Some days ago, Intel announced a new version of their C++ and Fortran compilers. According to their announcement:
Application performance is also accelerated by multi-core processors through the use of multiple threads.
So... as far as I understand, and as some other news sites mention, this means that the compiler tries to automatically parallelize a program by creating multiple threads; the code executed on each thread is decided at build time through some algorithm that deduces which blocks of code can be executed at the same time.

If this is true — I mean, if I understood it correctly —, it sounds great but I don't know to what level the compiler is able to extract useful information from code blocks in either C++ and Fortran. These two languages follow the imperative programming paradigm: a program written in them describes step by step how the machine must operate. In other words: the program specifies how a specific type of machine (a load/store one) must behave in order to compute a result, not how the result is computed.

Extracting parallelization information from this type of languages seems hard if not impossible except for very simple cases. Even more, most imperative languages are not protected against side effects: there is a global state that is accessible from any part of the program, which means that you cannot predict how a specific call will change this global state. In terms of functions: a function with a specific set of parameters can return different values on each call, because it can store auxiliary information on global variables.

It seems to me that functional languages are much more suitable to this kind of compiler-level parallelization than imperative ones. In a functional language, the program describes how to compute a result at an abstract level, not how to reach that result by a specific type of machine. The way the compiler arrives to that result is generally irrelevant. (If you know SQL, it has the same properties: you describe what you want to know through a query but you don't know how the database engine will handle it.) Furthermore, and this is important, purely functional languages such as Haskell do not have side effects as long as you don't use monads.
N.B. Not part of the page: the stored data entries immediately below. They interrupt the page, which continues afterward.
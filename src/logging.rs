//! Structured logging setup
//!
//! The generator reports what it does through `tracing` events. Applications
//! embedding it can install their own subscriber, or call [`init_logging`] to
//! get the default one: an `EnvFilter` plus a JSON or pretty `fmt` layer.
//!
//! | Variable | Default | Meaning |
//! |---|---|---|
//! | `ORMFORGE_LOG_LEVEL` | `info` | trace/debug/info/warn/error |
//! | `ORMFORGE_LOG_FORMAT` | `pretty` | `json` or `pretty` |
//! | `ORMFORGE_LOG_TARGET_FILTER` | unset | extra directives, comma-separated |
//! | `ORMFORGE_LOG_INCLUDE_LOCATION` | `false` | add file and line to events |
//!
//! `RUST_LOG`, when set, replaces the level.

use anyhow::{Context, Result};
use std::env;
use tracing::Level;
use tracing_subscriber::layer::SubscriberExt;
use tracing_subscriber::util::SubscriberInitExt;
use tracing_subscriber::{EnvFilter, Layer};

/// Log format: JSON for machines, pretty-print for terminals
#[derive(Debug, Clone, Copy, PartialEq, Eq)]
pub enum LogFormat {
    Json,
    Pretty,
}

impl LogFormat {
    pub fn parse(s: &str) -> Self {
        match s.to_lowercase().as_str() {
            "json" => LogFormat::Json,
            _ => LogFormat::Pretty,
        }
    }
}

#[derive(Debug, Clone, PartialEq, Eq)]
pub struct LogConfig {
    /// Log level: trace/debug/info/warn/error
    pub log_level: String,
    pub format: LogFormat,
    /// Extra filter directives (comma-separated), e.g. `ormforge::dumper=debug`
    pub target_filter: Option<String>,
    /// Include file:line location
    pub include_location: bool,
}

impl Default for LogConfig {
    fn default() -> Self {
        Self {
            log_level: "info".to_string(),
            format: LogFormat::Pretty,
            target_filter: None,
            include_location: false,
        }
    }
}

impl LogConfig {
    /// Parse configuration from environment variables with defaults
    pub fn from_env() -> Self {
        let defaults = Self::default();
        Self {
            log_level: env::var("ORMFORGE_LOG_LEVEL").unwrap_or(defaults.log_level),
            format: env::var("ORMFORGE_LOG_FORMAT")
                .map(|s| LogFormat::parse(&s))
                .unwrap_or(defaults.format),
            target_filter: env::var("ORMFORGE_LOG_TARGET_FILTER").ok(),
            include_location: env::var("ORMFORGE_LOG_INCLUDE_LOCATION")
                .ok()
                .and_then(|s| s.parse().ok())
                .unwrap_or(defaults.include_location),
        }
    }

    fn level(&self) -> Level {
        match self.log_level.to_lowercase().as_str() {
            "trace" => Level::TRACE,
            "debug" => Level::DEBUG,
            "warn" => Level::WARN,
            "error" => Level::ERROR,
            _ => Level::INFO,
        }
    }

    /// Build the filter: `RUST_LOG` or the level, plus the target directives.
    /// Invalid directives are ignored.
    pub fn env_filter(&self) -> EnvFilter {
        let mut env_filter = EnvFilter::try_from_default_env()
            .unwrap_or_else(|_| EnvFilter::new(self.level().as_str()));

        if let Some(target_filter) = &self.target_filter {
            for filter in target_filter.split(',').map(str::trim) {
                if filter.is_empty() {
                    continue;
                }
                match filter.parse() {
                    Ok(directive) => env_filter = env_filter.add_directive(directive),
                    Err(_) => eprintln!("Warning: Invalid log filter directive: {filter}"),
                }
            }
        }
        env_filter
    }
}

/// Install the global subscriber described by `config`.
///
/// # Errors
///
/// Returns an error if a global subscriber is already installed, including by
/// a previous call.
pub fn init_logging(config: &LogConfig) -> Result<()> {
    let fmt_layer = match config.format {
        LogFormat::Json => tracing_subscriber::fmt::layer()
            .json()
            .with_current_span(true)
            .with_target(true)
            .with_file(config.include_location)
            .with_line_number(config.include_location)
            .boxed(),
        LogFormat::Pretty => tracing_subscriber::fmt::layer()
            .pretty()
            .with_target(true)
            .with_thread_ids(false)
            .with_file(config.include_location)
            .with_line_number(config.include_location)
            .boxed(),
    };

    tracing_subscriber::registry()
        .with(config.env_filter())
        .with(fmt_layer)
        .try_init()
        .context("Failed to initialize logging")
}
use serde::{Deserialize, Serialize};
use serde_json::Value;
use std::collections::BTreeMap;
use std::fmt;

use crate::naming::{escape_js_string, is_js_identifier};

/// The analysed schema of a database: table name → table description.
///
/// Tables are kept sorted by name so that every traversal is deterministic.
#[derive(Debug, Clone, Default, PartialEq, Serialize, Deserialize)]
#[serde(transparent)]
pub struct SchemaDescription {
    pub tables: BTreeMap<String, TableSchema>,
}

#[derive(Debug, Clone, Default, PartialEq, Serialize, Deserialize)]
#[serde(rename_all = "camelCase")]
pub struct TableSchema {
    pub fields: Vec<FieldSchema>,
    #[serde(default)]
    pub references: Vec<Reference>,
    #[serde(default)]
    pub primary_keys: Vec<String>,
    #[serde(default)]
    pub options: TableOptions,
}

#[derive(Debug, Clone, Copy, Default, PartialEq, Eq, Serialize, Deserialize)]
pub struct TableOptions {
    /// Sequelize manages `createdAt`/`updatedAt`
    #[serde(default)]
    pub timestamps: bool,
    /// Columns follow the snake_case convention
    #[serde(default)]
    pub underscored: bool,
}

/// A column of a table.
#[derive(Debug, Clone, PartialEq, Serialize, Deserialize)]
#[serde(rename_all = "camelCase")]
pub struct FieldSchema {
    /// Attribute name on the model
    pub name: String,
    /// Column name in the database
    pub name_column: String,
    /// Member of Sequelize `DataTypes`, e.g. `STRING` or `ENUM('a', 'b')`
    #[serde(rename = "type")]
    pub data_type: String,
    #[serde(default)]
    pub primary_key: bool,
    #[serde(default)]
    pub default_value: Option<DefaultValue>,
    #[serde(default)]
    pub is_required: bool,
}

impl FieldSchema {
    /// Sequelize treats a column name containing parentheses as a raw
    /// attribute, so such fields are keyed by their quoted column name.
    pub fn has_parenthesis(&self) -> bool {
        self.name_column.contains('(') || self.name_column.contains(')')
    }

    /// Key of the field in the generated attributes object, quoted and
    /// escaped unless it is a plain identifier.
    pub fn attribute_key(&self) -> String {
        if self.has_parenthesis() {
            format!("'{}'", escape_js_string(&self.name_column))
        } else if is_js_identifier(&self.name) {
            self.name.clone()
        } else {
            format!("'{}'", escape_js_string(&self.name))
        }
    }
}

/// Default value of a column.
///
/// `{ "literal": "CURRENT_TIMESTAMP" }` is a raw SQL expression; anything else
/// is a plain JSON value.
#[derive(Debug, Clone, PartialEq, Serialize, Deserialize)]
#[serde(untagged)]
pub enum DefaultValue {
    Literal { literal: String },
    Value(Value),
}

impl DefaultValue {
    /// Whether the value should be rendered at all (`null` is skipped)
    pub fn is_present(&self) -> bool {
        !matches!(self, DefaultValue::Value(Value::Null))
    }
}

#[derive(Debug, Clone, Copy, PartialEq, Eq, Serialize, Deserialize)]
#[serde(rename_all = "camelCase")]
pub enum Association {
    BelongsTo,
    HasOne,
    HasMany,
    BelongsToMany,
}

impl Association {
    /// Name of the Sequelize method declaring the association
    pub fn method_name(self) -> &'static str {
        match self {
            Association::BelongsTo => "belongsTo",
            Association::HasOne => "hasOne",
            Association::HasMany => "hasMany",
            Association::BelongsToMany => "belongsToMany",
        }
    }
}

impl fmt::Display for Association {
    fn fmt(&self, f: &mut fmt::Formatter<'_>) -> fmt::Result {
        write!(f, "{}", self.method_name())
    }
}

/// An association from the owning table to `target`.
#[derive(Debug, Clone, PartialEq, Eq, Serialize, Deserialize)]
#[serde(rename_all = "camelCase")]
pub struct Reference {
    pub association: Association,
    /// Target table name
    #[serde(rename = "ref")]
    pub target: String,
    /// Association alias
    #[serde(rename = "as")]
    pub alias: String,
    /// Column holding the foreign key
    #[serde(default)]
    pub foreign_key: Option<String>,
    /// Attribute name of the foreign key
    #[serde(default)]
    pub foreign_key_name: Option<String>,
    #[serde(default)]
    pub target_key: Option<String>,
    #[serde(default)]
    pub source_key: Option<String>,
    /// Join table of a belongs-to-many association
    #[serde(default)]
    pub through: Option<String>,
    #[serde(default)]
    pub other_key: Option<String>,
}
So what does this mean? A function, when called with a specific same of parameters, will always return the same result. (So yes, the compiler could, and possible does, trivially apply memoization.)

With these characteristics, a compiler for a functional language could do much more to implement compiler-level parallelization. Each call to a function could be analyzed to see which other functions it calls, thus generating a call graph; later on, the compiler could decide which subset of this graph is sent to each computing core (i.e. placed on an independent thread) and merge the results between threads when it got to processing the top level function it split. So if you had an expression such as:

foo = (bar 3 4) + (baz 5 6)

The compiler could prepare two threads, one to compute the result of bar 3 4 and one to calculate bar 5 6. At the end, and after the two threads finished, it could do the sum. Of course, bar and baz could have to be "large" enough to compensate the time spent on creating and managing the threads.

Anyway, what I wanted to emphasize is that depending on the language you choose, doing specific types of code analysis and optimization can be much easier and, of course, much better.

To conclude, and as I'm talking about Haskell, I'd like to suggest you to read the article "An introduction to Haskell, part 1" recently published at ONLamp.com. It ends talking about this idea a bit.